Great Danes

12 Oct

  Guest post today by Gerard Oosterman, farmer, artist and blogger who asks why didn’t Tony Abbott get a fat tax up when he had the chance? Well?

Don’t let fat stand in the way of Neo-liberalism and the Markets.

Here we go again. I am hardly up and hoisting on my morning coat, and what do I see on opening The Australian (art and TV section) but a largish article expanding on last week’s news about the Danish Fat Tax (DFT), and giving some rather interesting snippets of insight into a country that likes to prevent trouble rather than react afterwards.

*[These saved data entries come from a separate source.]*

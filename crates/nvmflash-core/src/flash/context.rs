//! Flash session - owned state for NVM operations

use crate::controller::{ControllerConfig, NvmController};
use crate::error::{Error, Result};
use crate::geometry::FlashGeometry;
use crate::protocol::{self, Timeouts};
use crate::status::{resolve_status, StatusScope};

use super::cursor::WriteCursor;
use super::strategy::{AnyStrategy, ProgramParams, ProgramStrategy};

/// An NVM controller together with everything needed to drive it
///
/// The session owns the controller and the strategy state, and every
/// operation takes `&mut self`, so at most one write can be in flight.
///
/// Each public operation validates its arguments before touching the
/// controller, then runs to completion and resolves the sticky status
/// flags exactly once.
#[derive(Debug)]
pub struct NvmFlash<C, S = AnyStrategy> {
    ctrl: C,
    geometry: FlashGeometry,
    config: ControllerConfig,
    timeouts: Timeouts,
    strategy: S,
}

impl<C: NvmController, S: ProgramStrategy> NvmFlash<C, S> {
    /// Create a session with default controller configuration and timeouts
    pub fn new(ctrl: C, geometry: FlashGeometry, mut strategy: S) -> Result<Self> {
        geometry.validate()?;
        strategy.reset(&geometry)?;
        Ok(Self {
            ctrl,
            geometry,
            config: ControllerConfig::default(),
            timeouts: Timeouts::default(),
            strategy,
        })
    }

    /// Use the given controller configuration from the next `init()`
    pub fn with_config(mut self, config: ControllerConfig) -> Self {
        self.config = config;
        self
    }

    /// Use the given wait budgets
    pub fn with_timeouts(mut self, timeouts: Timeouts) -> Self {
        self.timeouts = timeouts;
        self
    }

    /// Bring up the controller
    ///
    /// Enables the controller clock, acknowledges stale status flags, writes
    /// the control configuration and resets the strategy (an empty shadow
    /// pointed at row 0 for the row-buffered strategy).
    pub fn init(&mut self) -> Result<()> {
        self.ctrl.enable_clock();
        {
            let stale = StatusScope::acquire(&mut self.ctrl);
            if !stale.flags().is_empty() {
                log::debug!("Clearing stale NVM status {:?}", stale.flags());
            }
        }
        self.ctrl.configure(&self.config);
        self.strategy.reset(&self.geometry)?;

        log::debug!(
            "NVM ready: {} rows of {} bytes ({} pages of {} bytes), CTRLB=0x{:08X}",
            self.geometry.row_count(),
            self.geometry.row_size(),
            self.geometry.pages_per_row,
            self.geometry.page_size,
            self.config.ctrlb()
        );
        Ok(())
    }

    /// Refuse to start while someone else's command is still running
    fn admit(&mut self) -> Result<()> {
        if self.ctrl.is_ready() {
            Ok(())
        } else {
            Err(Error::Busy)
        }
    }

    /// Write `data` at `destination`
    ///
    /// The request may start anywhere and span any number of pages and rows.
    /// It is split into page-local chunks that are handed to the strategy in
    /// order. Hardware errors are reported once all chunks are issued.
    pub fn write(&mut self, destination: u32, data: &[u8]) -> Result<()> {
        self.geometry.check_range(destination, data.len())?;
        self.admit()?;

        log::debug!("Write {} bytes at 0x{:08X}", data.len(), destination);

        let params = ProgramParams {
            geometry: &self.geometry,
            timeouts: &self.timeouts,
            manual_write: self.config.manual_write,
        };

        let mut cursor = WriteCursor::new();
        cursor.start(destination, data.len() as u32);

        let mut outcome = Ok(());
        while let Some(chunk) = cursor.next_chunk(&self.geometry) {
            let slice = &data[chunk.source_range()];
            if let Err(e) = self
                .strategy
                .program_chunk(&mut self.ctrl, &params, &chunk, slice)
            {
                outcome = Err(e);
                cursor.reset();
                break;
            }
        }

        let status = resolve_status(&mut self.ctrl);
        outcome.and(status)
    }

    /// Erase `row_count` rows starting at the row that begins at `start`
    pub fn erase_rows(&mut self, start: u32, row_count: u32) -> Result<()> {
        if !self.geometry.contains(start) || !self.geometry.is_row_aligned(start) {
            return Err(Error::InvalidAddress);
        }
        let first_row = self.geometry.to_coordinate(start).row;
        if row_count == 0 || first_row as u64 + row_count as u64 > self.geometry.row_count() as u64
        {
            return Err(Error::InvalidBlockCount);
        }
        self.admit()?;

        log::debug!("Erase {} rows at 0x{:08X}", row_count, start);

        let result = protocol::erase_range(
            &mut self.ctrl,
            &self.geometry,
            start,
            row_count,
            &self.timeouts,
        );
        self.strategy.rows_erased(first_row, row_count);
        result
    }

    /// Check that `length` bytes at `address` are erased
    ///
    /// `length` may not exceed one row. Returns `Error::NotBlank` with the
    /// address of the first programmed word otherwise.
    pub fn blank_check(&mut self, address: u32, length: u32) -> Result<()> {
        if length == 0 || length > self.geometry.row_size() {
            return Err(Error::InvalidByteCount);
        }
        if !self.geometry.contains(address)
            || address as u64 + length as u64 > self.geometry.end_address()
        {
            return Err(Error::InvalidAddress);
        }
        self.admit()?;

        let outcome = protocol::check_blank(
            &mut self.ctrl,
            &self.geometry,
            address,
            length,
            &self.timeouts,
        );
        let status = resolve_status(&mut self.ctrl);
        outcome.and(status)
    }

    /// Whether the row containing `address` is erased
    pub fn is_row_blank(&mut self, address: u32) -> Result<bool> {
        if !self.geometry.contains(address) {
            return Err(Error::InvalidAddress);
        }
        let row_start = self.geometry.row_base_address(address);
        protocol::is_row_blank(&mut self.ctrl, &self.geometry, row_start, &self.timeouts)
    }

    /// Read `buf.len()` bytes starting at `address`
    pub fn read(&mut self, address: u32, buf: &mut [u8]) -> Result<()> {
        if buf.is_empty() {
            return Ok(());
        }
        if !self.geometry.contains(address)
            || address as u64 + buf.len() as u64 > self.geometry.end_address()
        {
            return Err(Error::InvalidAddress);
        }
        protocol::read(&mut self.ctrl, &self.geometry, address, buf, &self.timeouts)
    }

    /// Lock the region containing `address` against program and erase
    pub fn lock_region(&mut self, address: u32) -> Result<()> {
        self.region_command(address, true)
    }

    /// Unlock the region containing `address`
    pub fn unlock_region(&mut self, address: u32) -> Result<()> {
        self.region_command(address, false)
    }

    fn region_command(&mut self, address: u32, lock: bool) -> Result<()> {
        if !self.geometry.contains(address) {
            return Err(Error::InvalidAddress);
        }
        self.admit()?;

        log::debug!(
            "{} region at 0x{:08X}",
            if lock { "Lock" } else { "Unlock" },
            address
        );
        let outcome = if lock {
            protocol::lock_region(&mut self.ctrl, address, &self.timeouts)
        } else {
            protocol::unlock_region(&mut self.ctrl, address, &self.timeouts)
        };
        let status = resolve_status(&mut self.ctrl);
        outcome.and(status)
    }

    /// Flash geometry
    pub fn geometry(&self) -> &FlashGeometry {
        &self.geometry
    }

    /// Controller configuration written by `init()`
    pub fn config(&self) -> &ControllerConfig {
        &self.config
    }

    /// Wait budgets
    pub fn timeouts(&self) -> &Timeouts {
        &self.timeouts
    }

    /// The controller
    pub fn controller(&self) -> &C {
        &self.ctrl
    }

    /// Mutable access to the controller
    pub fn controller_mut(&mut self) -> &mut C {
        &mut self.ctrl
    }

    /// The programming strategy
    pub fn strategy(&self) -> &S {
        &self.strategy
    }

    /// Give back the controller
    pub fn into_controller(self) -> C {
        self.ctrl
    }
}
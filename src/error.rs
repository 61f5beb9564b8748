//! CLI error type

use std::io;
use thiserror::Error;

use nvmflash_core::config::ConfigError;
use nvmflash_sim::SimError;

#[derive(Debug, Error)]
pub enum CliError {
    #[error("I/O error: {0}")]
    Io(#[from] io::Error),

    #[error(transparent)]
    Config(#[from] ConfigError),

    #[error(transparent)]
    Sim(#[from] SimError),

    #[error("{0}")]
    Nvm(#[from] nvmflash_core::Error),

    #[error("invalid progress template: {0}")]
    Progress(#[from] indicatif::style::TemplateError),

    #[error("invalid lock file {path}: {value:?}")]
    LockFile { path: String, value: String },

    #[error("input file {0} is empty")]
    EmptyInput(String),

    #[error("range 0x{address:08X}+0x{length:X} is outside the flash")]
    OutOfRange { address: u32, length: u32 },
}

pub type Result<T> = std::result::Result<T, CliError>;
//! High-level flash operations
//!
//! This module provides the write/erase engine: the [`NvmFlash`] session
//! object, the page splitter and the page programming strategies.

mod context;
mod cursor;
mod shadow;
mod strategy;

pub use context::NvmFlash;
pub use cursor::{CursorState, PageChunk, PageChunks, WriteCursor};
pub use shadow::RowShadow;
pub use strategy::{AnyStrategy, DirectPage, ProgramParams, ProgramStrategy, WriteMode};
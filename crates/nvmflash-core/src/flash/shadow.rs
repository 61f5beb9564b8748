//! Row shadow buffer
//!
//! Flash pages can only be programmed once between erases, but the erase
//! unit is a whole row. [`RowShadow`] keeps a RAM copy of the row being
//! written so that rewriting a page costs an erase of the row followed by a
//! replay of every page in it, without losing the sibling pages.
//!
//! The copy is seeded from flash whenever the shadow moves to a new row, and
//! every byte written afterwards goes to the copy first. The copy is
//! therefore always a faithful image of the row and an erase can always be
//! followed by a lossless replay.
//!
//! A commit that fails part way leaves the row marked for replay. Until a
//! replay of the whole row succeeds, every later commit to that row (and
//! every move to another row) replays it from the copy instead of trusting
//! what is in flash.

use heapless::Vec;

use crate::controller::NvmController;
use crate::error::{Error, Result};
use crate::geometry::{FlashGeometry, ERASED_BYTE, MAX_ROW_SIZE};
use crate::protocol;
use crate::status::{classify, peek_status};

use super::cursor::PageChunk;
use super::strategy::{ProgramParams, ProgramStrategy};

/// RAM image of one flash row
#[derive(Debug, Clone)]
pub struct RowShadow {
    buffer: Vec<u8, MAX_ROW_SIZE>,
    page_size: usize,
    pages_per_row: u32,
    active_row: u32,
    active_page_in_row: u8,
    free_offset_in_page: u16,
    /// Buffer holds the current contents of `active_row`
    loaded: bool,
    /// Flash may not match the buffer for `active_row`
    replay_pending: bool,
    replays: u32,
}

impl Default for RowShadow {
    fn default() -> Self {
        Self::new()
    }
}

impl RowShadow {
    /// Create an empty shadow; sized by [`ProgramStrategy::reset`]
    pub fn new() -> Self {
        Self {
            buffer: Vec::new(),
            page_size: 0,
            pages_per_row: 0,
            active_row: 0,
            active_page_in_row: 0,
            free_offset_in_page: 0,
            loaded: false,
            replay_pending: false,
            replays: 0,
        }
    }

    /// Reset every byte of the buffer to the erased value
    pub fn flush(&mut self) {
        self.buffer.iter_mut().for_each(|b| *b = ERASED_BYTE);
    }

    /// Point the shadow at the row and page of `destination`
    ///
    /// Moving to another row seeds the buffer from flash so it mirrors the
    /// physical row before anything is staged.
    pub fn retarget<C: NvmController + ?Sized>(
        &mut self,
        ctrl: &mut C,
        params: &ProgramParams<'_>,
        destination: u32,
    ) -> Result<()> {
        let geometry = params.geometry;
        let coord = geometry.to_coordinate(destination);

        if self.loaded && self.replay_pending && coord.row != self.active_row {
            log::warn!(
                "Row {} was left half written, replaying it before moving on",
                self.active_row
            );
            self.replay_row(ctrl, params)?;
        }

        if !self.loaded || coord.row != self.active_row {
            self.flush();
            self.loaded = false;
            self.active_row = coord.row;
            let row_start = geometry.row_address(coord.row);
            protocol::read(ctrl, geometry, row_start, &mut self.buffer, params.timeouts)?;
            self.loaded = true;
            log::trace!("Shadow now tracks row {} (0x{:08X})", coord.row, row_start);
        }

        self.active_page_in_row = coord.page_in_row;
        self.free_offset_in_page = coord.byte_offset_in_page;
        Ok(())
    }

    /// Stage `bytes` at the free offset and commit the active page
    ///
    /// The shadow must have been pointed at the page with [`retarget`] and
    /// `bytes` must fit in the rest of that page. Filling the last page of
    /// the row wraps the shadow to the next row, which is flushed until it
    /// is retargeted.
    ///
    /// [`retarget`]: RowShadow::retarget
    pub fn append_and_maybe_commit<C: NvmController + ?Sized>(
        &mut self,
        ctrl: &mut C,
        params: &ProgramParams<'_>,
        bytes: &[u8],
    ) -> Result<()> {
        let offset = self.free_offset_in_page as usize;
        if !self.loaded || offset + bytes.len() > self.page_size {
            return Err(Error::InvalidByteCount);
        }
        if bytes.is_empty() {
            return Ok(());
        }

        let index = self.active_page_in_row as usize * self.page_size + offset;
        self.buffer[index..index + bytes.len()].copy_from_slice(bytes);
        self.free_offset_in_page += bytes.len() as u16;

        self.commit_page(ctrl, params)?;
        if self.free_offset_in_page as usize == self.page_size {
            self.advance_page();
        }
        Ok(())
    }

    fn advance_page(&mut self) {
        self.free_offset_in_page = 0;
        if (self.active_page_in_row as u32) + 1 < self.pages_per_row {
            self.active_page_in_row += 1;
        } else {
            self.active_page_in_row = 0;
            self.active_row += 1;
            self.flush();
            self.loaded = false;
        }
    }

    /// Bring the active page of flash in line with the buffer
    ///
    /// Any failure marks the row for replay.
    fn commit_page<C: NvmController + ?Sized>(
        &mut self,
        ctrl: &mut C,
        params: &ProgramParams<'_>,
    ) -> Result<()> {
        let outcome = self.program_or_replay(ctrl, params);
        if outcome.is_err() {
            self.replay_pending = true;
        }
        outcome
    }

    fn program_or_replay<C: NvmController + ?Sized>(
        &mut self,
        ctrl: &mut C,
        params: &ProgramParams<'_>,
    ) -> Result<()> {
        let geometry = params.geometry;
        let page = self.active_page_in_row as u32;
        let page_addr = geometry.row_address(self.active_row) + page * geometry.page_size;

        if self.replay_pending {
            log::debug!("Row {} still needs a replay", self.active_row);
            return self.replay_row(ctrl, params);
        }

        if protocol::is_page_blank(ctrl, geometry, page_addr, params.timeouts)? {
            let flags = protocol::program_page(
                ctrl,
                geometry,
                page_addr,
                self.page(page),
                params.manual_write,
                params.timeouts,
            )?;
            classify(flags)
        } else {
            log::warn!(
                "Page 0x{:08X} already programmed, erasing row {} and replaying it",
                page_addr,
                self.active_row
            );
            self.replay_row(ctrl, params)
        }
    }

    /// Erase the active row and program every non-blank page of the buffer
    ///
    /// The row stays marked for replay unless every step succeeds without
    /// raising an error flag.
    fn replay_row<C: NvmController + ?Sized>(
        &mut self,
        ctrl: &mut C,
        params: &ProgramParams<'_>,
    ) -> Result<()> {
        let geometry = params.geometry;
        let row_start = geometry.row_address(self.active_row);

        self.replay_pending = true;
        protocol::erase_row(ctrl, row_start, params.timeouts)?;
        classify(peek_status(ctrl))?;

        for page in 0..self.pages_per_row {
            let data = self.page(page);
            if data.iter().all(|&b| b == ERASED_BYTE) {
                continue;
            }
            let flags = protocol::program_page(
                ctrl,
                geometry,
                row_start + page * geometry.page_size,
                data,
                params.manual_write,
                params.timeouts,
            )?;
            classify(flags)?;
        }

        self.replay_pending = false;
        self.replays += 1;
        Ok(())
    }

    fn page(&self, page: u32) -> &[u8] {
        let start = page as usize * self.page_size;
        &self.buffer[start..start + self.page_size]
    }

    /// Row the shadow currently mirrors
    pub fn active_row(&self) -> u32 {
        self.active_row
    }

    /// Page within the active row that receives the next byte
    pub fn active_page_in_row(&self) -> u8 {
        self.active_page_in_row
    }

    /// Offset within the active page that receives the next byte
    pub fn free_offset_in_page(&self) -> u16 {
        self.free_offset_in_page
    }

    /// The staged row image
    pub fn buffer(&self) -> &[u8] {
        &self.buffer
    }

    /// Whether the buffer mirrors the active row
    pub fn is_loaded(&self) -> bool {
        self.loaded
    }

    /// Number of erase-and-replay cycles performed
    pub fn replays(&self) -> u32 {
        self.replays
    }

    /// Whether the active row must be replayed before flash can be trusted
    pub fn replay_pending(&self) -> bool {
        self.replay_pending
    }
}

impl ProgramStrategy for RowShadow {
    fn reset(&mut self, geometry: &FlashGeometry) -> Result<()> {
        let row_size = geometry.row_size() as usize;
        self.buffer.clear();
        self.buffer
            .resize(row_size, ERASED_BYTE)
            .map_err(|_| Error::InvalidGeometry)?;
        self.page_size = geometry.page_size as usize;
        self.pages_per_row = geometry.pages_per_row;
        self.active_row = 0;
        self.active_page_in_row = 0;
        self.free_offset_in_page = 0;
        self.loaded = false;
        self.replay_pending = false;
        Ok(())
    }

    fn program_chunk<C: NvmController + ?Sized>(
        &mut self,
        ctrl: &mut C,
        params: &ProgramParams<'_>,
        chunk: &PageChunk,
        data: &[u8],
    ) -> Result<()> {
        self.retarget(ctrl, params, chunk.address)?;
        self.append_and_maybe_commit(ctrl, params, data)
    }

    fn rows_erased(&mut self, first_row: u32, count: u32) {
        if self.loaded && self.active_row >= first_row && self.active_row - first_row < count {
            self.flush();
            self.loaded = false;
            self.replay_pending = false;
        }
    }
}
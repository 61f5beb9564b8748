//! Info command

use nvmflash_core::config::NvmConfig;
use nvmflash_core::controller::NvmController;
use nvmflash_core::flash::{NvmFlash, ProgramStrategy};

use crate::error::Result;

/// Print the geometry, controller setup and how many rows are in use
pub fn run_info<C: NvmController, S: ProgramStrategy>(
    nvm: &mut NvmFlash<C, S>,
    config: &NvmConfig,
) -> Result<()> {
    let geometry = *nvm.geometry();
    let controller = *nvm.config();
    let timeouts = *nvm.timeouts();

    println!("NVM Information");
    println!("===============");
    println!();
    println!(
        "Size:            {} bytes ({} KiB)",
        geometry.flash_size,
        geometry.flash_size / 1024
    );
    println!(
        "Address range:   0x{:08X} - 0x{:08X}",
        geometry.base_address,
        geometry.end_address() - 1
    );
    println!("Page size:       {} bytes", geometry.page_size);
    println!(
        "Row size:        {} bytes ({} pages)",
        geometry.row_size(),
        geometry.pages_per_row
    );
    println!("Rows:            {}", geometry.row_count());
    println!("Word size:       {} bytes", geometry.word_size);
    println!("Min write:       {} bytes", geometry.min_program_size);
    println!("Write mode:      {:?}", config.write_mode);
    println!();
    println!("CTRLB:           0x{:08X}", controller.ctrlb());
    println!("  Wait states:   {}", controller.read_wait_states);
    println!(
        "  Page write:    {}",
        if controller.manual_write { "manual" } else { "automatic" }
    );
    println!("  Sleep mode:    {:?}", controller.sleep_mode);
    println!("  Read mode:     {:?}", controller.read_mode);
    println!("  Cache:         {}", if controller.cache_disabled { "disabled" } else { "enabled" });
    println!();
    println!(
        "Timeouts:        poll {}us, program {}us, erase {}us",
        timeouts.poll_delay_us, timeouts.program_timeout_us, timeouts.erase_timeout_us
    );

    let mut used = 0u32;
    for row in 0..geometry.row_count() {
        if !nvm.is_row_blank(geometry.row_address(row))? {
            used += 1;
        }
    }
    println!();
    println!(
        "Rows in use:     {} of {} ({} bytes erased)",
        used,
        geometry.row_count(),
        (geometry.row_count() - used) as u64 * geometry.row_size() as u64
    );
    Ok(())
}
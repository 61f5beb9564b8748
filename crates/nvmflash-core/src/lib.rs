//! nvmflash-core - Core library for on-chip NVM flash programming
//!
//! This crate implements the write/erase engine for a microcontroller NVM
//! controller whose flash array is erased one row at a time and programmed
//! one page at a time. It is `no_std` compatible; the register-level access
//! to the controller is supplied by an implementation of
//! [`controller::NvmController`].
//!
//! # Features
//!
//! - `std` - Enable standard library support and the TOML config loader
//!
//! # Example
//!
//! ```ignore
//! use nvmflash_core::flash::{DirectPage, NvmFlash};
//! use nvmflash_core::geometry::FlashGeometry;
//!
//! fn store<C: NvmController>(ctrl: C) -> nvmflash_core::Result<()> {
//!     let mut nvm = NvmFlash::new(ctrl, FlashGeometry::SAMD21G18A, DirectPage)?;
//!     nvm.init()?;
//!     nvm.erase_rows(0x1000, 1)?;
//!     nvm.write(0x1000, b"calibration")?;
//!     Ok(())
//! }
//! ```

#![no_std]
#![warn(missing_docs)]
#![warn(rust_2018_idioms)]

#[cfg(feature = "std")]
extern crate std;

#[cfg(feature = "std")]
pub mod config;
pub mod controller;
pub mod error;
pub mod flash;
pub mod geometry;
pub mod protocol;
pub mod status;

pub use error::{Error, Result};
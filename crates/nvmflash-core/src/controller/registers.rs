//! NVM controller register definitions
//!
//! Command opcodes, status flags and control register encoding, following
//! the SAM D2x NVMCTRL layout.

use bitflags::bitflags;

/// Key that must accompany every command written to CTRLA.CMD
pub const CMDEX_KEY: u8 = 0xA5;

/// NVM controller command
#[derive(Debug, Clone, Copy, PartialEq, Eq, Hash)]
pub enum Command {
    /// Erase the row addressed by ADDR
    EraseRow,
    /// Write the page buffer to the page addressed by ADDR
    WritePage,
    /// Lock the region addressed by ADDR
    LockRegion,
    /// Unlock the region addressed by ADDR
    UnlockRegion,
    /// Clear the page buffer to all ones
    PageBufferClear,
}

impl Command {
    /// CTRLA.CMD opcode
    pub const fn opcode(self) -> u8 {
        match self {
            Self::EraseRow => 0x02,
            Self::WritePage => 0x04,
            Self::LockRegion => 0x40,
            Self::UnlockRegion => 0x41,
            Self::PageBufferClear => 0x44,
        }
    }

    /// Decode an opcode
    pub const fn from_opcode(opcode: u8) -> Option<Self> {
        match opcode {
            0x02 => Some(Self::EraseRow),
            0x04 => Some(Self::WritePage),
            0x40 => Some(Self::LockRegion),
            0x41 => Some(Self::UnlockRegion),
            0x44 => Some(Self::PageBufferClear),
            _ => None,
        }
    }

    /// Full CTRLA value: opcode plus execution key
    pub const fn ctrla(self) -> u16 {
        ((CMDEX_KEY as u16) << 8) | self.opcode() as u16
    }
}

bitflags! {
    /// Sticky error flags of the STATUS register
    ///
    /// These flags stay set until written back with a one.
    #[derive(Debug, Clone, Copy, PartialEq, Eq, Hash)]
    pub struct StatusFlags: u16 {
        /// Power reduction mode active
        const PRM   = 1 << 0;
        /// NVM page buffer was written since the last command
        const LOAD  = 1 << 1;
        /// Programming error (invalid command)
        const PROGE = 1 << 2;
        /// Lock error (locked region touched)
        const LOCKE = 1 << 3;
        /// NVM controller error
        const NVME  = 1 << 4;

        /// All error flags
        const ERRORS = Self::PROGE.bits() | Self::LOCKE.bits() | Self::NVME.bits();
    }
}

impl Default for StatusFlags {
    fn default() -> Self {
        StatusFlags::empty()
    }
}

/// Power reduction behaviour in sleep mode (CTRLB.SLEEPPRM)
#[derive(Debug, Clone, Copy, PartialEq, Eq, Default)]
#[cfg_attr(feature = "std", derive(serde::Deserialize))]
#[cfg_attr(feature = "std", serde(rename_all = "kebab-case"))]
pub enum SleepMode {
    /// Leave power reduction on first access after sleep
    #[default]
    WakeOnAccess,
    /// Leave power reduction when exiting sleep
    WakeUpInstant,
    /// Never enter power reduction
    Disabled,
}

/// Read timing policy (CTRLB.READMODE)
#[derive(Debug, Clone, Copy, PartialEq, Eq, Default)]
#[cfg_attr(feature = "std", derive(serde::Deserialize))]
#[cfg_attr(feature = "std", serde(rename_all = "kebab-case"))]
pub enum ReadMode {
    /// No extra wait state on a cache miss
    #[default]
    NoMissPenalty,
    /// Insert a wait state on a cache miss to save power
    LowPower,
    /// Constant read latency regardless of cache hits
    Deterministic,
}

/// Control register configuration written during init
#[derive(Debug, Clone, Copy, PartialEq, Eq)]
pub struct ControllerConfig {
    /// Read wait states (0..=15)
    pub read_wait_states: u8,
    /// Manual page write: page buffer is committed by an explicit
    /// `WritePage` command instead of on loading its last word
    pub manual_write: bool,
    /// Sleep mode power reduction
    pub sleep_mode: SleepMode,
    /// Read mode
    pub read_mode: ReadMode,
    /// Disable the NVM cache
    pub cache_disabled: bool,
}

impl Default for ControllerConfig {
    fn default() -> Self {
        Self {
            read_wait_states: 1,
            manual_write: true,
            sleep_mode: SleepMode::WakeOnAccess,
            read_mode: ReadMode::NoMissPenalty,
            cache_disabled: false,
        }
    }
}

impl ControllerConfig {
    const RWS_POS: u32 = 1;
    const MANW_POS: u32 = 7;
    const SLEEPPRM_POS: u32 = 8;
    const READMODE_POS: u32 = 16;
    const CACHEDIS_POS: u32 = 18;

    /// Encode as a CTRLB register value
    pub fn ctrlb(&self) -> u32 {
        let sleep = match self.sleep_mode {
            SleepMode::WakeOnAccess => 0,
            SleepMode::WakeUpInstant => 1,
            SleepMode::Disabled => 3,
        };
        let read = match self.read_mode {
            ReadMode::NoMissPenalty => 0,
            ReadMode::LowPower => 1,
            ReadMode::Deterministic => 2,
        };

        (((self.read_wait_states & 0x0F) as u32) << Self::RWS_POS)
            | ((self.manual_write as u32) << Self::MANW_POS)
            | (sleep << Self::SLEEPPRM_POS)
            | (read << Self::READMODE_POS)
            | ((self.cache_disabled as u32) << Self::CACHEDIS_POS)
    }

    /// Decode a CTRLB register value
    ///
    /// Reserved encodings fall back to the defaults.
    pub fn from_ctrlb(value: u32) -> Self {
        let sleep_mode = match (value >> Self::SLEEPPRM_POS) & 0x3 {
            1 => SleepMode::WakeUpInstant,
            3 => SleepMode::Disabled,
            _ => SleepMode::WakeOnAccess,
        };
        let read_mode = match (value >> Self::READMODE_POS) & 0x3 {
            1 => ReadMode::LowPower,
            2 => ReadMode::Deterministic,
            _ => ReadMode::NoMissPenalty,
        };

        Self {
            read_wait_states: ((value >> Self::RWS_POS) & 0x0F) as u8,
            manual_write: (value >> Self::MANW_POS) & 1 != 0,
            sleep_mode,
            read_mode,
            cache_disabled: (value >> Self::CACHEDIS_POS) & 1 != 0,
        }
    }
}

#[cfg(test)]
mod tests {
    use super::*;

    #[test]
    fn test_command_opcodes() {
        for cmd in [
            Command::EraseRow,
            Command::WritePage,
            Command::LockRegion,
            Command::UnlockRegion,
            Command::PageBufferClear,
        ] {
            assert_eq!(Command::from_opcode(cmd.opcode()), Some(cmd));
        }
        assert_eq!(Command::from_opcode(0x1F), None);
        assert_eq!(Command::EraseRow.ctrla(), 0xA502);
    }

    #[test]
    fn test_ctrlb_encoding() {
        let cfg = ControllerConfig {
            read_wait_states: 3,
            manual_write: true,
            sleep_mode: SleepMode::Disabled,
            read_mode: ReadMode::Deterministic,
            cache_disabled: true,
        };
        let raw = cfg.ctrlb();
        assert_eq!(raw, (3 << 1) | (1 << 7) | (3 << 8) | (2 << 16) | (1 << 18));
        assert_eq!(ControllerConfig::from_ctrlb(raw), cfg);
    }

    #[test]
    fn test_error_mask() {
        assert!(StatusFlags::ERRORS.contains(StatusFlags::LOCKE));
        assert!(!StatusFlags::ERRORS.contains(StatusFlags::LOAD));
    }
}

The Australian waxes lyrically on about how Finland and Romania are also going to implement this tax. Now, the curious but very enlightening part of this article is how those Nordic countries seem to govern. It’s heart-warming again, isn’t it? First let us reflect that Denmark has taken a turn to the left with a female leader  Ms Helle Thorning-Schmidt, who, nota bene, happens to be the daughter-in-law of the former British Labour leader Neil Kinnock…

Ms Thorning-Schmidt came to power last month promising to increase taxes on banks and high earners to pay for more spending on health and schools. Eyes agog please! She got into power promising to increase taxes! The fat tax had already been attempted by the outgoing conservative government, to no avail. Their promise to increase taxation wasn’t big enough and the practical Danes booted them out. Can this tale get any better? Yes, it can.

Denmark has a low obesity rate of 10% with a special tax on high sugar content foods such as soft drinks and sweets having been in place for some years. It is the highest taxed developed country with a VAT of 25% on top of everything else. With these taxes one would have thought there would be riots and blood on the streets daily, but no, nothing like that on the news. On the contrary, I don’t get the impression the Danes are particularly unhappy with their lot.

England is generally known as being loath to take action of any kind too rapidly with their fondness for ‘order, order’ instead, but are slowly considering a fat tax as well. Previously, like here in Australia, they preferred to nudge people into better food and eating habits. Any form of tax to force things along is traditionally thought of as forming corrupting ‘Nanny State’ habits, implying that the UK is some kind of dream socially equal paradise already.

With a wild guess that Australia might have had a much lower obesity rate some years ago, it would not be all that unreasonable to assume that our world reputation as the fattest on earth could have been nipped in the bud by none other than…our intrepid potentially disastrous future leader, the honourable…., I give you……. Tony Abbott…. order, order,… some years ago.

Yep, that’s right, wasn’t he a health minister, health and ageing some 10 years ago? Before that there were other Liberal Health ministers. While obesity started to impact on general health with a blowing out of associated diseases, nothing was done. Not even the banning of TV advertisements of bad foods during children’s programmes. Nothing must impede the “markets”. (Wasn’t it lovely to read Andrew (Twiggy) Forrest doubled his salary and collected a handy $48 million in dividends from his company in just the one year, FMG?) Now there is the  market working for you.

With our fondness for Neo-Liberalism and letting Markets do the walking for us we now seem to have reaped a nasty fat bug. That’s of course apart from homelessness, our miserable state of mental health, the aboriginal disaster, old age care, hosts of other collapsing societal benefits including our hostile and unfriendly manner of dealing with a few thousand boat people. Yes, indeed, a more prosperous and freer society but not a more equal society. A bit of a looming lemon really. Oh, for just a bit of Denmark.

To markets, to markets to buy a fat pig…Home again, home again…

Gerard blogs at  Oosterman Treats Blog

3 Responses to “Great Danes”

  1. paul walter October 13, 2011 at 2:29 am #

    Junk food is up there with fags, grog and gambling, which means that vested interests will feel threatened. I remember Abbott from his stint as health minister, as useful as a hip pocket on a singlet, as he also was with social security before that.
    I will not reveal that I have just finished a fish finger sandwich before switching back on here.
    Instead, I will say, “peel me another alfalfa shoot, the mung beans ran out”.

    Like

    • Jennifer Wilson October 13, 2011 at 6:53 am #

      Fish finger sandwich?? Did you have chips and mushy peas with it?

      Like

  2. paul walter October 13, 2011 at 12:27 pm #

    Chips quite often. I used to enjoy fish fingers, spud and baby peas when a kid, I remember.
    It’s a passing phase (hopefully). The old me would be out scoring some fresh fish and tomatoes, rather than lazily bunging on fish fingers and whacking tomatoe sauce on top, which is the depth to which I descended last week.
    Like grumpyhood, batchelorhood throws up its own peculiar, even “exotic” reliquaries. Never mind, maybe a new day will dawn, eventually.
    I feel like Sylvester in the alley clearing rubbish bins, in the old cartoon.
    But mushy peas, like a pie floater… How did I lack the wit to even think of that, over so many years?